Work required: Write out again, exactly, the lines below starting at the one with "selected for routing." and ending at the one with "#[derive(Debug, Clone, Copy)]".

*** Opening of Data listing ***

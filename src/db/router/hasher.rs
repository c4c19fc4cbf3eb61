//! 32-bit hash functions used to pick a shard.

use serde::{Deserialize, Serialize};
use xxhash_rust::xxh3::Xxh3;

const FNV_OFFSET_BASIS: u32 = 0x811c_9dc5;
const FNV_PRIME: u32 = 0x0100_0193;

/// Streaming sink for the canonical bytes of a key.
pub trait RouteHasher {
    fn write(&mut self, bytes: &[u8]);
    fn finish32(&self) -> u32;
}

/// Hash algorithm selected for routing.
#[derive(Debug, Clone, Copy, Default, PartialEq, Eq, Deserialize, Serialize)]
#[serde(rename_all = "lowercase")]
pub enum HashKind {
    #[default]
    Fnv1a,
    Xxh3,
}

/// FNV-1a, 32-bit.
#[derive(Debug, Clone, Copy)]
pub struct Fnv1a(u32);

impl Fnv1a {
    pub fn new() -> Self {
        Self(FNV_OFFSET_BASIS)
    }
}

impl Default for Fnv1a {
    fn default() -> Self {
        Self::new()
    }
}

impl RouteHasher for Fnv1a {
    #[inline]
    fn write(&mut self, bytes: &[u8]) {
        let mut h = self.0;
        for &b in bytes {
            h ^= b as u32;
            h = h.wrapping_mul(FNV_PRIME);
        }
        self.0 = h;
    }

    #[inline]
    fn finish32(&self) -> u32 {
        self.0
    }
}

/// Streaming xxh3 with the 64-bit digest folded down to 32 bits.
pub struct Xxh3Folded(Xxh3);

impl Xxh3Folded {
    pub fn new() -> Self {
        Self(Xxh3::new())
    }
}

impl Default for Xxh3Folded {
    fn default() -> Self {
        Self::new()
    }
}

impl RouteHasher for Xxh3Folded {
    #[inline]
    fn write(&mut self, bytes: &[u8]) {
        self.0.update(bytes);
    }

    #[inline]
    fn finish32(&self) -> u32 {
        let h = self.0.digest();
        (h ^ (h >> 32)) as u32
    }
}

*** Close of Data listing ***

Exercise answer:
/// Hash algorithm selected for routing.
#[derive(Debug, Clone, Copy, Default, PartialEq, Eq, Deserialize, Serialize)]
#[serde(rename_all = "lowercase")]
pub enum HashKind {
    #[default]
    Fnv1a,
    Xxh3,
}

/// FNV-1a, 32-bit.
#[derive(Debug, Clone, Copy)]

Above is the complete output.